Several cases of coronavirus have been detected on flights of British and Russian tourists who have recently come to visit the island's beaches, forcing dozens of travelers into isolation.
"This is undoubtedly a great risk," said Francisco Duran, chief epidemiologist at Cuba's health ministry.
"I think our population needs to be aware of this, so that they can protect themselves as well as the people who arrive."
Case numbers here are among the lowest in the Americas, with just over 7,700 infections in a population of 11.2 million.
"Cuba, a safe destination" has been adopted as a slogan designed to reassure travellers.
Cuba's protocols require new arrivals to take a PCR test costing $30 on arrival and limit their movements until results are made available 24 hours later.
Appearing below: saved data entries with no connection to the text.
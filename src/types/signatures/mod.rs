//! Generic type signatures in the JVM.
//!
//! A [`TypeSignature`] covers both plain field descriptors (e.g., `[Ljava/lang/String;`) and
//! generic signatures with type arguments, type variables, and wildcards.
//!
//! See the [JVM Specification §4.7.9.1](https://docs.oracle.com/javase/specs/jvms/se21/html/jvms-4.html#jvms-4.7.9.1) for more information.

use std::{collections::BTreeSet, fmt, str::FromStr};

use super::{
    Signature, base_type::BaseType, cursor::ParseCursor, errors::SignatureError,
};

mod array;
mod class;
mod class_ref;
mod method;
mod type_parameter;
mod type_variable;
mod wildcard;

pub use array::ArrayTypeSignature;
pub use class::ClassSignature;
pub use class_ref::ClassRefTypeSignature;
pub use method::MethodSignature;
pub use type_parameter::TypeParameter;
pub use type_variable::TypeVariableSignature;
pub use wildcard::WildcardTypeSignature;

/// The signature of a type.
#[derive(Debug, PartialEq, Eq, PartialOrd, Ord, Hash, Clone, derive_more::From)]
pub enum TypeSignature {
    /// A primitive type or `void`.
    Base(BaseType),
    /// A class or interface type, possibly with type arguments.
    Class(ClassRefTypeSignature),
    /// An array type.
    Array(ArrayTypeSignature),
    /// A type variable, e.g., `T`.
    TypeVariable(TypeVariableSignature),
    /// A wildcard type argument, e.g., `? extends T`.
    Wildcard(WildcardTypeSignature),
}

impl TypeSignature {
    /// Parses a type at the cursor, trying a base type, a class type, an array type, and a type
    /// variable in that order.
    ///
    /// # Errors
    /// See [`SignatureError`].
    pub fn parse(cursor: &mut ParseCursor<'_>) -> Result<Self, SignatureError> {
        if let Some(base_type) = BaseType::parse(cursor)? {
            return Ok(Self::Base(base_type));
        }
        Self::parse_reference(cursor)
    }

    /// Parses a reference type (class, array, or type variable) at the cursor.
    ///
    /// # Errors
    /// See [`SignatureError`].
    pub fn parse_reference(cursor: &mut ParseCursor<'_>) -> Result<Self, SignatureError> {
        if let Some(class_ref) = ClassRefTypeSignature::parse(cursor)? {
            Ok(Self::Class(class_ref))
        } else if let Some(array) = ArrayTypeSignature::parse(cursor)? {
            Ok(Self::Array(array))
        } else if let Some(type_variable) = TypeVariableSignature::parse(cursor)? {
            Ok(Self::TypeVariable(type_variable))
        } else {
            Err(unexpected(cursor, "a reference type"))
        }
    }

    /// Parses a class type or a type variable, the types allowed in a `throws` clause.
    pub(crate) fn parse_class_or_type_variable(
        cursor: &mut ParseCursor<'_>,
    ) -> Result<Self, SignatureError> {
        if let Some(class_ref) = ClassRefTypeSignature::parse(cursor)? {
            Ok(Self::Class(class_ref))
        } else if let Some(type_variable) = TypeVariableSignature::parse(cursor)? {
            Ok(Self::TypeVariable(type_variable))
        } else {
            Err(unexpected(cursor, "a class type or a type variable"))
        }
    }

    /// Parses a type argument of a parameterized class type.
    pub(crate) fn parse_type_argument(
        cursor: &mut ParseCursor<'_>,
    ) -> Result<Self, SignatureError> {
        match WildcardTypeSignature::parse(cursor)? {
            Some(wildcard) => Ok(Self::Wildcard(wildcard)),
            None => Self::parse_reference(cursor),
        }
    }

    /// Checks if this is a primitive type or `void`.
    #[must_use]
    pub const fn is_base_type(&self) -> bool {
        matches!(self, Self::Base(_))
    }

    /// Checks if this is the `void` pseudo-type.
    #[must_use]
    pub const fn is_void(&self) -> bool {
        matches!(self, Self::Base(BaseType::Void))
    }
}

impl FromStr for TypeSignature {
    type Err = SignatureError;

    fn from_str(signature: &str) -> Result<Self, Self::Err> {
        parse_complete(signature, Self::parse)
    }
}

impl fmt::Display for TypeSignature {
    fn fmt(&self, f: &mut fmt::Formatter<'_>) -> fmt::Result {
        match self {
            Self::Base(it) => it.fmt(f),
            Self::Class(it) => it.fmt(f),
            Self::Array(it) => it.fmt(f),
            Self::TypeVariable(it) => it.fmt(f),
            Self::Wildcard(it) => it.fmt(f),
        }
    }
}

impl Signature for TypeSignature {
    fn collect_class_names(&self, names: &mut BTreeSet<String>) {
        match self {
            Self::Base(it) => it.collect_class_names(names),
            Self::Class(it) => it.collect_class_names(names),
            Self::Array(it) => it.collect_class_names(names),
            Self::TypeVariable(it) => it.collect_class_names(names),
            Self::Wildcard(it) => it.collect_class_names(names),
        }
    }

    fn equals_ignoring_type_params(&self, other: &Self) -> bool {
        match (self, other) {
            (Self::Base(lhs), Self::Base(rhs)) => lhs.equals_ignoring_type_params(rhs),
            (Self::Class(lhs), Self::Class(rhs)) => lhs.equals_ignoring_type_params(rhs),
            (Self::Array(lhs), Self::Array(rhs)) => lhs.equals_ignoring_type_params(rhs),
            (Self::TypeVariable(lhs), Self::TypeVariable(rhs)) => {
                lhs.equals_ignoring_type_params(rhs)
            }
            (Self::Wildcard(lhs), Self::Wildcard(rhs)) => lhs.equals_ignoring_type_params(rhs),
            _ => false,
        }
    }

    fn fmt_java(&self, f: &mut fmt::Formatter<'_>) -> fmt::Result {
        match self {
            Self::Base(it) => it.fmt_java(f),
            Self::Class(it) => it.fmt_java(f),
            Self::Array(it) => it.fmt_java(f),
            Self::TypeVariable(it) => it.fmt_java(f),
            Self::Wildcard(it) => it.fmt_java(f),
        }
    }
}

/// Runs `production` over the whole of `input`, which must be non-empty and fully consumed.
pub(crate) fn parse_complete<T, F>(input: &str, production: F) -> Result<T, SignatureError>
where
    F: FnOnce(&mut ParseCursor<'_>) -> Result<T, SignatureError>,
{
    let result = if input.is_empty() {
        Err(SignatureError::Malformed {
            position: 0,
            message: "empty signature".to_owned(),
        })
    } else {
        let mut cursor = ParseCursor::new(input);
        production(&mut cursor).and_then(|parsed| cursor.finish().map(|()| parsed))
    };
    if let Err(error) = &result {
        tracing::debug!(signature = input, %error, "Failed to parse signature");
    }
    result
}

/// Parses an identifier, i.e., an unqualified name as defined in JVMS §4.2.2.
pub(crate) fn parse_identifier<'s>(
    cursor: &mut ParseCursor<'s>,
    what: &str,
) -> Result<&'s str, SignatureError> {
    let identifier =
        cursor.take_while(|c| !matches!(c, '.' | ';' | '[' | '/' | '<' | '>' | ':'));
    if identifier.is_empty() {
        Err(unexpected(cursor, what))
    } else {
        Ok(identifier)
    }
}

/// Reports the character at the cursor as not matching any production.
pub(crate) fn unexpected(cursor: &ParseCursor<'_>, expected: &str) -> SignatureError {
    match cursor.peek() {
        Ok(c) => cursor.malformed(format!("expected {expected} but found {c:?}")),
        Err(end_of_input) => end_of_input,
    }
}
Every hotel will have a permanent medical team in place, due to a national health network that boasts 82 doctors per 10,000 inhabitants -- compared with 32 in France and 26 in the United States.
"Cuba's very successful strategy in controlling the epidemic is also an asset when it comes to opening up," said Torres, "because the tourists in the coming months will be looking for safe destinations from a health perspective."
"So, yes, we have to protect people's lives, but we also need to revive our economy, which is in a downward spiral," he said.
Cuba hosted a seminar for a group of 150 German travel agents earlier this month. Such is the importance of the German market that Prime Minister Manuel Marrero went to meet them.
But several European countries such as France are still not allowing citizens to travel abroad for pure tourism due to a second wave of the pandemic.
Canada, Cuba's biggest tourist market, is imposing a quarantine on people returning from the island.
The World Tourism Organization does not foresee a rebound in the industry before the end of 2021 -- hence the need for Cubans to be creative.
Melia now offers long stays -- of two to three months -- to Canadian "snowbirds" seeking to escape the harsh northern winter.
The industry is also seeking to exploit the new trend of teleworking, but that poses a challenge in a country where internet connections are often slow and unstable.
"One thing that is obviously important is the need to ensure connectivity," said Camps.
"So, for each of the five pilot hotels selected, we have acquired a gigabyte of bandwidth."
But Melia will keep a third of its Cuban hotels closed in 2021, believing a return to normal is unlikely for at least two years.